## GIVEN DATA
// =============================================================================
// Indicator Engine — candles in, enriched indicator points out
// =============================================================================
//
// Derives the long trend line (SMA of close) and the MACD oscillator for every
// candle of an ordered series. The output has the same length and ordering as
// the input; each derived field is `None` until its indicator has seeded.
//
// Input is validated eagerly (finite prices, strictly increasing timestamps).
// Gaps between candles are NOT detected or filled: values after a gap remain
// numerically defined but no longer reflect a uniform period spacing.
// =============================================================================

use chrono::{DateTime, Utc};
use serde::{Deserialize, Serialize};

use crate::error::{IndicatorError, Result};
use crate::indicators::{calculate_macd, sma_series};
use crate::types::{Candle, TrendState};

fn default_trend_period() -> usize {
    200
}

fn default_macd_fast() -> usize {
    12
}

fn default_macd_slow() -> usize {
    26
}

fn default_macd_signal() -> usize {
    9
}

/// Window and span settings for the trend line and the oscillator.
#[derive(Debug, Clone, Copy, PartialEq, Eq, Serialize, Deserialize)]
pub struct IndicatorParams {
    /// SMA window of the trend line.
    #[serde(default = "default_trend_period")]
    pub trend_period: usize,

    /// Span of the fast price EMA.
    #[serde(default = "default_macd_fast")]
    pub macd_fast: usize,

    /// Span of the slow price EMA.
    #[serde(default = "default_macd_slow")]
    pub macd_slow: usize,

    /// Span of the EMA applied to the MACD line.
    #[serde(default = "default_macd_signal")]
    pub macd_signal: usize,
}

impl Default for IndicatorParams {
    fn default() -> Self {
        Self {
            trend_period: default_trend_period(),
            macd_fast: default_macd_fast(),
            macd_slow: default_macd_slow(),
            macd_signal: default_macd_signal(),
        }
    }
}

impl IndicatorParams {
    /// Fewest candles `compute_indicators` accepts.
    pub fn min_candles(&self) -> usize {
        self.trend_period.max(self.macd_slow + self.macd_signal)
    }

    pub fn validate(&self) -> Result<()> {
        if self.trend_period == 0 || self.macd_fast == 0 || self.macd_slow == 0 || self.macd_signal == 0 {
            return Err(IndicatorError::InvalidParams(format!(
                "all periods must be positive (trend={}, fast={}, slow={}, signal={})",
                self.trend_period, self.macd_fast, self.macd_slow, self.macd_signal
            )));
        }
        if self.macd_fast >= self.macd_slow {
            return Err(IndicatorError::InvalidParams(format!(
                "macd_fast ({}) must be less than macd_slow ({})",
                self.macd_fast, self.macd_slow
            )));
        }
        Ok(())
    }
}

/// One candle enriched with its indicator values.
#[derive(Debug, Clone, PartialEq, Serialize, Deserialize)]
pub struct IndicatorPoint {
    pub timestamp: DateTime<Utc>,
    pub close: f64,
    pub trend_ma: Option<f64>,
    pub macd: Option<f64>,
    pub signal: Option<f64>,
    pub histogram: Option<f64>,
}

impl IndicatorPoint {
    /// UPTREND when close is strictly above the trend line, DOWNTREND
    /// otherwise; `None` while the trend line is still warming up.
    pub fn trend_state(&self) -> Option<TrendState> {
        let trend_ma = self.trend_ma?;
        if self.close > trend_ma {
            Some(TrendState::Uptrend)
        } else {
            Some(TrendState::Downtrend)
        }
    }

    /// True once the trend line and every oscillator field are defined.
    pub fn is_seeded(&self) -> bool {
        self.trend_ma.is_some() && self.macd.is_some() && self.signal.is_some() && self.histogram.is_some()
    }
}

/// Compute the trend line and MACD for every candle.
///
/// # Errors
/// - `InvalidParams` when the windows are zero or `macd_fast >= macd_slow`.
/// - `InsufficientData` when fewer than [`IndicatorParams::min_candles`]
///   candles are supplied.
/// - `MalformedCandle` on a non-finite price or a timestamp that does not
///   strictly increase.
pub fn compute_indicators(candles: &[Candle], params: &IndicatorParams) -> Result<Vec<IndicatorPoint>> {
    params.validate()?;

    let required = params.min_candles();
    if candles.len() < required {
        return Err(IndicatorError::InsufficientData {
            required,
            supplied: candles.len(),
        });
    }

    validate_candles(candles)?;

    let closes: Vec<f64> = candles.iter().map(|c| c.close).collect();
    let trend = sma_series(&closes, params.trend_period);
    let macd = calculate_macd(&closes, params.macd_fast, params.macd_slow, params.macd_signal);

    let points = candles
        .iter()
        .enumerate()
        .map(|(i, candle)| IndicatorPoint {
            timestamp: candle.timestamp,
            close: candle.close,
            trend_ma: trend[i],
            macd: macd.macd[i],
            signal: macd.signal[i],
            histogram: macd.histogram[i],
        })
        .collect();

    Ok(points)
}

fn validate_candles(candles: &[Candle]) -> Result<()> {
    let mut prev_ts: Option<DateTime<Utc>> = None;

    for (index, candle) in candles.iter().enumerate() {
        let prices = [
            ("open", candle.open),
            ("high", candle.high),
            ("low", candle.low),
            ("close", candle.close),
        ];
        if let Some((field, value)) = prices.iter().find(|(_, v)| !v.is_finite()) {
            return Err(IndicatorError::MalformedCandle {
                index,
                reason: format!("{field} is not finite ({value})"),
            });
        }

        if let Some(prev) = prev_ts {
            if candle.timestamp <= prev {
                return Err(IndicatorError::MalformedCandle {
                    index,
                    reason: format!(
                        "timestamp {} does not follow previous {}",
                        candle.timestamp.to_rfc3339(),
                        prev.to_rfc3339()
                    ),
                });
            }
        }
        prev_ts = Some(candle.timestamp);
    }

    Ok(())
}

## DIRECTIONS FOR THIS TASK
Please retype the top of the data exactly, down to and including the line that holds "oscillator for every", and nothing further.

## OUTPUT OF THE TASK
// =============================================================================
// Indicator Engine — candles in, enriched indicator points out
// =============================================================================
//
// Derives the long trend line (SMA of close) and the MACD oscillator for every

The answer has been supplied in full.